## WORK ITEM
Some lines in the listing hold the word "relative". Return each of them.

## INPUT DATA
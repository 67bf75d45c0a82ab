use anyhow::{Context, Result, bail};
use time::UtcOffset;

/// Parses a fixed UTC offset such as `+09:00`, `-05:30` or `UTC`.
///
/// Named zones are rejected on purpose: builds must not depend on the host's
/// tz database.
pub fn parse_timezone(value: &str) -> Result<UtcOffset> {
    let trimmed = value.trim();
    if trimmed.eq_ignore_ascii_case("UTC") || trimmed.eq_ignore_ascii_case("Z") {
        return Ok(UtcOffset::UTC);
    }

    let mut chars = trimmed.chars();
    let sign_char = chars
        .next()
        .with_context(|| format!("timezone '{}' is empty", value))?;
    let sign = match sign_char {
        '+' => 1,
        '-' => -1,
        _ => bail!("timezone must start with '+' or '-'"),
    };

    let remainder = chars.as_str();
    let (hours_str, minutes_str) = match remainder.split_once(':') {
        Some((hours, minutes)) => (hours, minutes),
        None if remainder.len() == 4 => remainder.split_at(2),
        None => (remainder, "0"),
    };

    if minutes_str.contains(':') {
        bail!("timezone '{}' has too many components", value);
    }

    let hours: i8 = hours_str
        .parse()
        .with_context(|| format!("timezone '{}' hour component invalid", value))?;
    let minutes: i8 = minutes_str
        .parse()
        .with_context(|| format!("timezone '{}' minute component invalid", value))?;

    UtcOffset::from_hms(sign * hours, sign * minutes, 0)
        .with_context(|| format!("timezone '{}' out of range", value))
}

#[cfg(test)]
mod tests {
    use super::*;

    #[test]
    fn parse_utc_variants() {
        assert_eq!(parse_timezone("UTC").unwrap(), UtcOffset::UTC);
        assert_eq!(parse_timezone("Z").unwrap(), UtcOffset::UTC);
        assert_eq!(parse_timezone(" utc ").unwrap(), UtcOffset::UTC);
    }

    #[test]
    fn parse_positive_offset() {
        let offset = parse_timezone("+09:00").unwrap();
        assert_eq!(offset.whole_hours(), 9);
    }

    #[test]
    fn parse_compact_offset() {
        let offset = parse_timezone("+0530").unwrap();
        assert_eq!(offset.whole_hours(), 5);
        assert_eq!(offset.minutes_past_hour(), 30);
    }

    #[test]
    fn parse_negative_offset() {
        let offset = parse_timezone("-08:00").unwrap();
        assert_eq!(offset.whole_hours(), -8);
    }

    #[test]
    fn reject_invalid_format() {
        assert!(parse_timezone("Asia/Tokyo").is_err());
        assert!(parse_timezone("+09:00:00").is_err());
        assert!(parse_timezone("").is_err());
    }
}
...
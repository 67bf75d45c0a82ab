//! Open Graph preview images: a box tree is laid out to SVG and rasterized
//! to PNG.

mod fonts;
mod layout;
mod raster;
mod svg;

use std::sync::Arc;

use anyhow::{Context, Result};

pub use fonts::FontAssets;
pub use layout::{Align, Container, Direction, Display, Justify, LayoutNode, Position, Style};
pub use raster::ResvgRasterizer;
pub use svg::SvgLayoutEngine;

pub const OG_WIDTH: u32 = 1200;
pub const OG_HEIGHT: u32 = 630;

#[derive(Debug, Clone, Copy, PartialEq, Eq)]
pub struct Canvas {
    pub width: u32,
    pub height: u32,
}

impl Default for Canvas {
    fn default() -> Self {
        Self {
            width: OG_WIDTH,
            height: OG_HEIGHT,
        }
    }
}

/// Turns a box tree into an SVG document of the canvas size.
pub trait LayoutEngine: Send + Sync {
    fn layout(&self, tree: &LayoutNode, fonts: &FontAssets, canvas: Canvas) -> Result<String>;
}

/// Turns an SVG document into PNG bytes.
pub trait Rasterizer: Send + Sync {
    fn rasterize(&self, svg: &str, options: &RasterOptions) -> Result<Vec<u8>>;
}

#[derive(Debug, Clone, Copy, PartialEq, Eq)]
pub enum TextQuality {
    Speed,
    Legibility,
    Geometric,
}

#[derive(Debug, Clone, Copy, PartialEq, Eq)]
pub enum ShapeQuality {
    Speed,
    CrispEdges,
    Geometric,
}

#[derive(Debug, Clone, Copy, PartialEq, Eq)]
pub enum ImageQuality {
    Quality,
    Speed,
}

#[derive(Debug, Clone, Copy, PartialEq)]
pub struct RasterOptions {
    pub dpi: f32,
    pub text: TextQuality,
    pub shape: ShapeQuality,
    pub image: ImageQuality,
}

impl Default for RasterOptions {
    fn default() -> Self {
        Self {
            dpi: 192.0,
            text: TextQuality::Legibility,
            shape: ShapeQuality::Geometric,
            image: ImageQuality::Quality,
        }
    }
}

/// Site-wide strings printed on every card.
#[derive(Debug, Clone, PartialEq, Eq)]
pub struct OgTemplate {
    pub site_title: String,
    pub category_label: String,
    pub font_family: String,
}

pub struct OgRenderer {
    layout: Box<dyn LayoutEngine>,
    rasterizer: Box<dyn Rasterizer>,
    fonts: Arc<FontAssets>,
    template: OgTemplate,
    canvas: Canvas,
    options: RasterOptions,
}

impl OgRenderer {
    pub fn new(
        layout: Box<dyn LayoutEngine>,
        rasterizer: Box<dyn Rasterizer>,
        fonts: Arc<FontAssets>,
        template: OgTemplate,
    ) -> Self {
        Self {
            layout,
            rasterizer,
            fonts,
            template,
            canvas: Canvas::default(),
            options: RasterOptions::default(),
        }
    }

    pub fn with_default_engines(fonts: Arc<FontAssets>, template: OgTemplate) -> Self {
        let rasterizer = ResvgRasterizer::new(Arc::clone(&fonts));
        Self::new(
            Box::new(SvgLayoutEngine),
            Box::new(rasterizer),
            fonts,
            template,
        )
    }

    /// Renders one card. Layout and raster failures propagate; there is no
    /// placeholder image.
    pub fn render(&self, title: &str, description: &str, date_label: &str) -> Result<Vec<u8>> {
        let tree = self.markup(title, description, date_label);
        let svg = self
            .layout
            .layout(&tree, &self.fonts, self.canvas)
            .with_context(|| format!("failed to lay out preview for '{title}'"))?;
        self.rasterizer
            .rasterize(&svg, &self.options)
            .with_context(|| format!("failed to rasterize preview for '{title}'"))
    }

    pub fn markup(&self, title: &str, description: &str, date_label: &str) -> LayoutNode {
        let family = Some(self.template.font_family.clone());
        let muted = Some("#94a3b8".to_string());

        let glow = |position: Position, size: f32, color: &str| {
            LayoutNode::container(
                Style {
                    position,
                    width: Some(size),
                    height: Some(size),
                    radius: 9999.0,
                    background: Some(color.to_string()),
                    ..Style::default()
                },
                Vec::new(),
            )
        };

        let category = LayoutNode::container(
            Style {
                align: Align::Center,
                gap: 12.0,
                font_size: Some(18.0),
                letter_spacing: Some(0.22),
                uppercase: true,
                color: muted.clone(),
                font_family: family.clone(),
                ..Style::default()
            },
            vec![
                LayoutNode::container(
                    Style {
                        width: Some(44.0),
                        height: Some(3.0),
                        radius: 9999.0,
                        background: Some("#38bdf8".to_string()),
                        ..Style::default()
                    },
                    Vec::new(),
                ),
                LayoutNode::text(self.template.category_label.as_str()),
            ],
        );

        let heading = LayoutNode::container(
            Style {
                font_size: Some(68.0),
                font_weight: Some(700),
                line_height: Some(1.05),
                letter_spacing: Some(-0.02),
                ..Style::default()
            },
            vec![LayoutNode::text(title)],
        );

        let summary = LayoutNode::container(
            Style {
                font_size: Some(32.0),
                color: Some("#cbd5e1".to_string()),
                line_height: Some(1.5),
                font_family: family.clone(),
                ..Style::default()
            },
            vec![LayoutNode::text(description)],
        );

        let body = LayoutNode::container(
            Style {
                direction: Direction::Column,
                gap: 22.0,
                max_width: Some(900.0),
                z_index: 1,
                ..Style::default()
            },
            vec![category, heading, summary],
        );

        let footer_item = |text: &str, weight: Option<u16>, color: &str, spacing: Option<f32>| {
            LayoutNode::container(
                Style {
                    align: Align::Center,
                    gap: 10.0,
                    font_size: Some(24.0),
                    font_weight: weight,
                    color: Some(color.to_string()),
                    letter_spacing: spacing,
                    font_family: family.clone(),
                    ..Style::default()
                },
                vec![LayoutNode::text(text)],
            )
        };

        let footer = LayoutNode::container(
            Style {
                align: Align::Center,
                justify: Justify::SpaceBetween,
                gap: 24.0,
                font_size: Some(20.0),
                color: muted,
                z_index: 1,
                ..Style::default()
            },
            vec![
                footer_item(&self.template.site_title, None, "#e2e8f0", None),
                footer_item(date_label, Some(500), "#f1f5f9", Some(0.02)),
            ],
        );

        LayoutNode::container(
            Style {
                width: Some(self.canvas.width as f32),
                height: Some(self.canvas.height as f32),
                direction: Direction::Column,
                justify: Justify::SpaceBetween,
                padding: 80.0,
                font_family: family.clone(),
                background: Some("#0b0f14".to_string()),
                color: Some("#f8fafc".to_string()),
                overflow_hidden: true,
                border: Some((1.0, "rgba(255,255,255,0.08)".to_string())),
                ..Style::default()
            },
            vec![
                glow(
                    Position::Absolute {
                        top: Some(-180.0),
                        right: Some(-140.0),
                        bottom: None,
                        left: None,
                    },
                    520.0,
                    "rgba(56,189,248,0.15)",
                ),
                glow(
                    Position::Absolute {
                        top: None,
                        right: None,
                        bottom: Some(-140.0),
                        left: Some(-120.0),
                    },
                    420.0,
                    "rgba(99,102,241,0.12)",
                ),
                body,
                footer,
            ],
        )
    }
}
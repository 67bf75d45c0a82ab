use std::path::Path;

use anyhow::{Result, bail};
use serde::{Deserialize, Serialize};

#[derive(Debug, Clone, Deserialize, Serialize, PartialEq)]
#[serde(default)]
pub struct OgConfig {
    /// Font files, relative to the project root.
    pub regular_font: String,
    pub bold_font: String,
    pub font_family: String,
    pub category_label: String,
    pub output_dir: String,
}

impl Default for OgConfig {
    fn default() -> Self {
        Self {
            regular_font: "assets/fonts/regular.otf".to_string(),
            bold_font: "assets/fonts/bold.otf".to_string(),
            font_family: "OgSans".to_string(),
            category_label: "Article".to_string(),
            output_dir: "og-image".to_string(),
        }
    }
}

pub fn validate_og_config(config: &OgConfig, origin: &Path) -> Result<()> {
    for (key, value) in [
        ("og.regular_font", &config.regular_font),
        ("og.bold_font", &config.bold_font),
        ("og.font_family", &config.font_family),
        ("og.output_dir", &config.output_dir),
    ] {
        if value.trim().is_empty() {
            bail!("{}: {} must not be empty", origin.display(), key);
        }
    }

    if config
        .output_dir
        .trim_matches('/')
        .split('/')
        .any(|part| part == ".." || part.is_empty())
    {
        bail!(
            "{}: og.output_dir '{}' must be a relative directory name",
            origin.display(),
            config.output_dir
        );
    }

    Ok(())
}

## RESPONSE
    /// Font files, relative to the project root.
            "{}: og.output_dir '{}' must be a relative directory name",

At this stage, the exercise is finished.